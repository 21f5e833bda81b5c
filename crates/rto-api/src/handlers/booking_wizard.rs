// ============================================================================
// RTO API - Booking Wizard Handlers
// File: crates/rto-api/src/handlers/booking_wizard.rs
// ============================================================================
//! who-for → details → business unit → finalize

use axum::{
    extract::{Query, State},
    Json,
};
use chrono::{NaiveDate, Utc};
use rto_core::wizard::{BookingStep, BookingWizard};
use rto_core::DomainError;

use crate::dto::booking::{
    BookingCreated, BookingView, BusinessUnitForm, BusinessUnitStep, DetailsForm, DetailsStep,
    DitGroupView, FinalizeForm, FinalizeStep, FloorChoice, WhoForForm, WhoForStep,
};
use crate::dto::{ApiForm, StepQuery};
use crate::error::ApiError;
use crate::middleware::{CurrentUser, Session};
use crate::response::{ApiResponse, NextStep};
use crate::state::AppState;

type StepResult<T> = Result<Json<ApiResponse<T>>, ApiError>;

fn next(step: BookingStep) -> StepResult<NextStep> {
    Ok(Json(ApiResponse::success(NextStep::to(step.path()))))
}

fn parse_date(raw: &str) -> Result<NaiveDate, DomainError> {
    NaiveDate::parse_from_str(raw.trim(), "%Y-%m-%d")
        .map_err(|_| DomainError::validation("booking_date", "Enter a valid date"))
}

/// GET /booking/create/who-for. Starts over unless `?back=1`.
pub async fn who_for_page(
    session: Session,
    Query(query): Query<StepQuery>,
) -> StepResult<WhoForStep> {
    if !query.is_back() {
        session.clear_wizard::<BookingWizard>();
    }
    let wizard: BookingWizard = session.wizard();

    Ok(Json(ApiResponse::success(WhoForStep {
        for_myself: wizard.who_for.as_ref().map(|w| w.is_yourself()),
        on_behalf_of_name: wizard.who_for.as_ref().and_then(|w| w.name.clone()),
        on_behalf_of_dit_email: wizard.who_for.and_then(|w| w.dit_email),
    })))
}

pub async fn who_for_submit(
    session: Session,
    ApiForm(form): ApiForm<WhoForForm>,
) -> StepResult<NextStep> {
    let mut wizard: BookingWizard = session.wizard();
    let step = wizard.record_who_for(
        form.for_myself,
        form.on_behalf_of_name.as_deref(),
        form.on_behalf_of_dit_email.as_deref(),
    )?;
    session.save_wizard(&wizard)?;
    next(step)
}

pub async fn details_page(
    State(state): State<AppState>,
    session: Session,
) -> StepResult<DetailsStep> {
    let wizard: BookingWizard = session.wizard();
    wizard.ensure_reached(BookingStep::Details)?;

    let buildings = state.bookings.buildings().await?;
    let groups = state.bookings.dit_groups().await?;

    Ok(Json(ApiResponse::success(DetailsStep {
        buildings,
        dit_groups: groups.iter().map(DitGroupView::from).collect(),
        booking_date: wizard.booking_date,
        building: wizard.building_id,
        dit_group: wizard.dit_group_id,
    })))
}

pub async fn details_submit(
    State(state): State<AppState>,
    session: Session,
    ApiForm(form): ApiForm<DetailsForm>,
) -> StepResult<NextStep> {
    let mut wizard: BookingWizard = session.wizard();
    wizard.ensure_reached(BookingStep::Details)?;

    let booking_date = parse_date(&form.booking_date)?;
    state
        .bookings
        .validate_details(
            booking_date,
            form.building,
            form.dit_group,
            Utc::now().date_naive(),
        )
        .await?;

    let step = wizard.record_details(booking_date, form.building, form.dit_group)?;
    session.save_wizard(&wizard)?;
    next(step)
}

pub async fn business_unit_page(
    State(state): State<AppState>,
    session: Session,
) -> StepResult<BusinessUnitStep> {
    let wizard: BookingWizard = session.wizard();
    wizard.ensure_reached(BookingStep::BusinessUnit)?;
    let group_id = wizard
        .dit_group_id
        .ok_or_else(|| DomainError::MissingWizardStep(BookingStep::Details.as_str().to_string()))?;

    let group = state.bookings.dit_group(group_id).await?;
    Ok(Json(ApiResponse::success(BusinessUnitStep {
        business_units: group.business_units(),
        dit_group: group.name,
        business_unit: wizard.business_unit,
    })))
}

pub async fn business_unit_submit(
    State(state): State<AppState>,
    session: Session,
    ApiForm(form): ApiForm<BusinessUnitForm>,
) -> StepResult<NextStep> {
    let mut wizard: BookingWizard = session.wizard();
    wizard.ensure_reached(BookingStep::BusinessUnit)?;
    let group_id = wizard
        .dit_group_id
        .ok_or_else(|| DomainError::MissingWizardStep(BookingStep::Details.as_str().to_string()))?;

    state
        .bookings
        .validate_business_unit(group_id, &form.business_unit)
        .await?;

    let step = wizard.record_business_unit(&form.business_unit)?;
    session.save_wizard(&wizard)?;
    next(step)
}

/// GET /booking/create/finalize: floors of the chosen building with free desks.
pub async fn finalize_page(
    State(state): State<AppState>,
    session: Session,
) -> StepResult<FinalizeStep> {
    let wizard: BookingWizard = session.wizard();
    wizard.ensure_reached(BookingStep::Finalize)?;

    let (Some(who_for), Some(booking_date), Some(building_id), Some(business_unit)) = (
        wizard.who_for,
        wizard.booking_date,
        wizard.building_id,
        wizard.business_unit,
    ) else {
        return Err(DomainError::MissingWizardStep(BookingStep::WhoFor.as_str().to_string()).into());
    };
    let floors = state
        .bookings
        .available_floors(building_id, booking_date)
        .await?;

    Ok(Json(ApiResponse::success(FinalizeStep {
        on_behalf_of: who_for.display(),
        booking_date,
        building: building_id,
        business_unit,
        floors: floors.iter().map(FloorChoice::from).collect(),
    })))
}

pub async fn finalize_submit(
    State(state): State<AppState>,
    CurrentUser(user): CurrentUser,
    session: Session,
    ApiForm(form): ApiForm<FinalizeForm>,
) -> StepResult<BookingCreated> {
    let wizard: BookingWizard = session.wizard();
    let request = wizard.booking_request(form.floor)?;

    let details = state
        .bookings
        .create_booking(&user, &request, Utc::now().date_naive())
        .await?;
    session.clear_wizard::<BookingWizard>();

    Ok(Json(ApiResponse::success(BookingCreated {
        next: BookingStep::Done.path().to_string(),
        booking: BookingView::from(&details),
    })))
}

Task objective: Restate the records in full, keeping every word as it is.

Solution:
repository 21f5e833bda81b5c
filename crates/rto-api/src/handlers/booking_wizard.rs
// ============================================================================
// RTO API - Booking Wizard Handlers
// File: crates/rto-api/src/handlers/booking_wizard.rs
// ============================================================================
//! who-for → details → business unit → finalize

use axum::{
    extract::{Query, State},
    Json,
};
use chrono::{NaiveDate, Utc};
use rto_core::wizard::{BookingStep, BookingWizard};
use rto_core::DomainError;

use crate::dto::booking::{
    BookingCreated, BookingView, BusinessUnitForm, BusinessUnitStep, DetailsForm, DetailsStep,
    DitGroupView, FinalizeForm, FinalizeStep, FloorChoice, WhoForForm, WhoForStep,
};
use crate::dto::{ApiForm, StepQuery};
use crate::error::ApiError;
use crate::middleware::{CurrentUser, Session};
use crate::response::{ApiResponse, NextStep};
use crate::state::AppState;

type StepResult<T> = Result<Json<ApiResponse<T>>, ApiError>;

fn next(step: BookingStep) -> StepResult<NextStep> {
    Ok(Json(ApiResponse::success(NextStep::to(step.path()))))
}

fn parse_date(raw: &str) -> Result<NaiveDate, DomainError> {
    NaiveDate::parse_from_str(raw.trim(), "%Y-%m-%d")
        .map_err(|_| DomainError::validation("booking_date", "Enter a valid date"))
}

/// GET /booking/create/who-for. Starts over unless `?back=1`.
pub async fn who_for_page(
    session: Session,
    Query(query): Query<StepQuery>,
) -> StepResult<WhoForStep> {
    if !query.is_back() {
        session.clear_wizard::<BookingWizard>();
    }
    let wizard: BookingWizard = session.wizard();

    Ok(Json(ApiResponse::success(WhoForStep {
        for_myself: wizard.who_for.as_ref().map(|w| w.is_yourself()),
        on_behalf_of_name: wizard.who_for.as_ref().and_then(|w| w.name.clone()),
        on_behalf_of_dit_email: wizard.who_for.and_then(|w| w.dit_email),
    })))
}

pub async fn who_for_submit(
    session: Session,
    ApiForm(form): ApiForm<WhoForForm>,
) -> StepResult<NextStep> {
    let mut wizard: BookingWizard = session.wizard();
    let step = wizard.record_who_for(
        form.for_myself,
        form.on_behalf_of_name.as_deref(),
        form.on_behalf_of_dit_email.as_deref(),
    )?;
    session.save_wizard(&wizard)?;
    next(step)
}

pub async fn details_page(
    State(state): State<AppState>,
    session: Session,
) -> StepResult<DetailsStep> {
    let wizard: BookingWizard = session.wizard();
    wizard.ensure_reached(BookingStep::Details)?;

    let buildings = state.bookings.buildings().await?;
    let groups = state.bookings.dit_groups().await?;

    Ok(Json(ApiResponse::success(DetailsStep {
        buildings,
        dit_groups: groups.iter().map(DitGroupView::from).collect(),
        booking_date: wizard.booking_date,
        building: wizard.building_id,
        dit_group: wizard.dit_group_id,
    })))
}

pub async fn details_submit(
    State(state): State<AppState>,
    session: Session,
    ApiForm(form): ApiForm<DetailsForm>,
) -> StepResult<NextStep> {
    let mut wizard: BookingWizard = session.wizard();
    wizard.ensure_reached(BookingStep::Details)?;

    let booking_date = parse_date(&form.booking_date)?;
    state
        .bookings
        .validate_details(
            booking_date,
            form.building,
            form.dit_group,
            Utc::now().date_naive(),
        )
        .await?;

    let step = wizard.record_details(booking_date, form.building, form.dit_group)?;
    session.save_wizard(&wizard)?;
    next(step)
}

pub async fn business_unit_page(
    State(state): State<AppState>,
    session: Session,
) -> StepResult<BusinessUnitStep> {
    let wizard: BookingWizard = session.wizard();
    wizard.ensure_reached(BookingStep::BusinessUnit)?;
    let group_id = wizard
        .dit_group_id
        .ok_or_else(|| DomainError::MissingWizardStep(BookingStep::Details.as_str().to_string()))?;

    let group = state.bookings.dit_group(group_id).await?;
    Ok(Json(ApiResponse::success(BusinessUnitStep {
        business_units: group.business_units(),
        dit_group: group.name,
        business_unit: wizard.business_unit,
    })))
}

pub async fn business_unit_submit(
    State(state): State<AppState>,
    session: Session,
    ApiForm(form): ApiForm<BusinessUnitForm>,
) -> StepResult<NextStep> {
    let mut wizard: BookingWizard = session.wizard();
    wizard.ensure_reached(BookingStep::BusinessUnit)?;
    let group_id = wizard
        .dit_group_id
        .ok_or_else(|| DomainError::MissingWizardStep(BookingStep::Details.as_str().to_string()))?;

    state
        .bookings
        .validate_business_unit(group_id, &form.business_unit)
        .await?;

    let step = wizard.record_business_unit(&form.business_unit)?;
    session.save_wizard(&wizard)?;
    next(step)
}

/// GET /booking/create/finalize: floors of the chosen building with free desks.
pub async fn finalize_page(
    State(state): State<AppState>,
    session: Session,
) -> StepResult<FinalizeStep> {
    let wizard: BookingWizard = session.wizard();
    wizard.ensure_reached(BookingStep::Finalize)?;

    let (Some(who_for), Some(booking_date), Some(building_id), Some(business_unit)) = (
        wizard.who_for,
        wizard.booking_date,
        wizard.building_id,
        wizard.business_unit,
    ) else {
        return Err(DomainError::MissingWizardStep(BookingStep::WhoFor.as_str().to_string()).into());
    };
    let floors = state
        .bookings
        .available_floors(building_id, booking_date)
        .await?;

    Ok(Json(ApiResponse::success(FinalizeStep {
        on_behalf_of: who_for.display(),
        booking_date,
        building: building_id,
        business_unit,
        floors: floors.iter().map(FloorChoice::from).collect(),
    })))
}

pub async fn finalize_submit(
    State(state): State<AppState>,
    CurrentUser(user): CurrentUser,
    session: Session,
    ApiForm(form): ApiForm<FinalizeForm>,
) -> StepResult<BookingCreated> {
    let wizard: BookingWizard = session.wizard();
    let request = wizard.booking_request(form.floor)?;

    let details = state
        .bookings
        .create_booking(&user, &request, Utc::now().date_naive())
        .await?;
    session.clear_wizard::<BookingWizard>();

    Ok(Json(ApiResponse::success(BookingCreated {
        next: BookingStep::Done.path().to_string(),
        booking: BookingView::from(&details),
    })))
}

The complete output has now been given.